Si306 (Lead Discovery Siena, Siena, Italy) is a molecule of the pyrazolo[3,4-d]pyrimidines family, which has been shown to inhibit c-SRC kinase protein activity [13]. Previous preclinical studies confirmed that Si306 was able to cross the intact blood–brain barrier and to progressively accumulate into the brain for 24 h after the post-intravenous injection. Moreover, it has been demonstrated that Si306 in combination with X-rays showed a synergic anti-proliferative effect in both in vitro and in vivo GBM models [14].
Herein, we aimed at investigating the Si306 capability to increase the radiotherapy efficacy both in normoxic and hypoxic conditions on the GBM cells, increasing the current knowledge on radiosensitizing effects of the novel c-SRC inhibitor Si306. For this purpose, we investigated the radiosensitizing effect of Si306 on two GBM cell lines, U251-MG and U87-MG, irradiated with X-rays in both normoxic (21% of oxygen) and hypoxic (1% of oxygen) conditions, and evaluated the degree of proliferation and migration. In addition, ɣH2AX foci detection by immunofluorescence was performed to quantify the radiation-induced DNA double-strand break formation and the DNA damage repair ability. Our results showed that c-SRC inhibition acted synergistically with radiation treatment, reducing clonogenic and migration ability and increasing DNA damage in GBM cells, in both normoxic and hypoxic conditions.

2. Results

2.1. c-SRC Inhibition Improves the Efficacy of Radiotherapy on U251-MG Cell Line

2.1.1. Evaluation of Cell Survival from Clonogenic Assay

In order to compare the effects of increasing doses of X-rays (0, 2, 4, 6, 8 Gy) on U251-MG cell survival in normoxic (21% O2) and hypoxic (1% O2) conditions and in combination with 10 µM and 20 µM of the Si306 molecule, we performed clonogenic assays on the U251-MG cell line. The surviving fraction (SF) values were plotted against the dose to obtain dose-response curves. Dose modifying factor (DMF) and oxygen enhancement ratio (OER) were also calculated to evaluate treatment efficiency. The results showed a radiation dose dependent decrease in clone number with a significant effect with the exposition concomitant to Si306 (Figure 1a,b).

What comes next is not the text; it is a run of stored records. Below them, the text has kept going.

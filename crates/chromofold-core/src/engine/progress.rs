/// Observability events emitted while a structure calculation runs.
///
/// Events describe the run hierarchy (model → resolution level →
/// temperature stage); the engine never reads them back, so a consumer may
/// drop any subset without affecting the result.
#[derive(Debug, Clone)]
pub enum Progress {
    ModelStart {
        index: usize,
        total: usize,
    },
    ModelFinish {
        index: usize,
    },

    LevelStart {
        bases_per_particle: u64,
        particle_count: usize,
        num_stages: u64,
    },
    StageComplete {
        step: usize,
        temperature: f64,
        violations: usize,
    },
    LevelFinish,

    Message(String),
}

pub type ProgressCallback<'a> = Box<dyn Fn(Progress) + Send + Sync + 'a>;

#[derive(Default)]
pub struct ProgressReporter<'a> {
    callback: Option<ProgressCallback<'a>>,
}

impl<'a> ProgressReporter<'a> {
    pub fn new() -> Self {
        Self::default()
    }

    pub fn with_callback(callback: ProgressCallback<'a>) -> Self {
        Self {
            callback: Some(callback),
        }
    }

    #[inline]
    pub fn report(&self, event: Progress) {
        if let Some(cb) = &self.callback {
            cb(event);
        }
    }
}
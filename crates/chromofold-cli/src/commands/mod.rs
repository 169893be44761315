pub mod fold;
pub mod schedule;
use crate::error::Result;
use std::fs::File;
use std::path::PathBuf;
use tracing_subscriber::{filter::LevelFilter, fmt, prelude::*};

pub fn setup_logging(verbosity: u8, quiet: bool, log_file: Option<PathBuf>) -> Result<()> {
    let level_filter = if quiet {
        LevelFilter::OFF
    } else {
        match verbosity {
            0 => LevelFilter::WARN,
            1 => LevelFilter::INFO,
            2 => LevelFilter::DEBUG,
            _ => LevelFilter::TRACE,
        }
    };

    let stderr_layer = fmt::layer()
        .with_writer(std::io::stderr)
        .with_ansi(true)
        .with_target(false)
        .compact();

    let subscriber = tracing_subscriber::registry()
        .with(level_filter)
        .with(stderr_layer);

    if let Some(path) = log_file {
        let file = File::create(&path)?;

        let file_layer = fmt::layer()
            .with_writer(file)
            .with_ansi(false)
            .with_thread_ids(true)
            .with_target(true);

        subscriber.with(file_layer).init();
    } else {
        subscriber.init();
    }

    Ok(())
}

Of note, U251-MG cells exhibited hypoxia-induced radioresistance with an OER of 1.27 (Figure 2a,b and Table 1). In normoxic conditions, the exposure to Si306 combined with RT induced a decrease in SF values with a DMF of 1.38 at the concentration of 20 µM (Figure 3a,b and Table 1). In hypoxic conditions, the effect of combined treatment was increased in culture exposed to Si306 versus control. The synergistic effect of Si306 and RT was further confirmed by the OER reduction of about 11%, demonstrating that c-SRC inhibition had a significant role as radiosensitizer in hypoxic conditions (Figure 4a,b and Table 1).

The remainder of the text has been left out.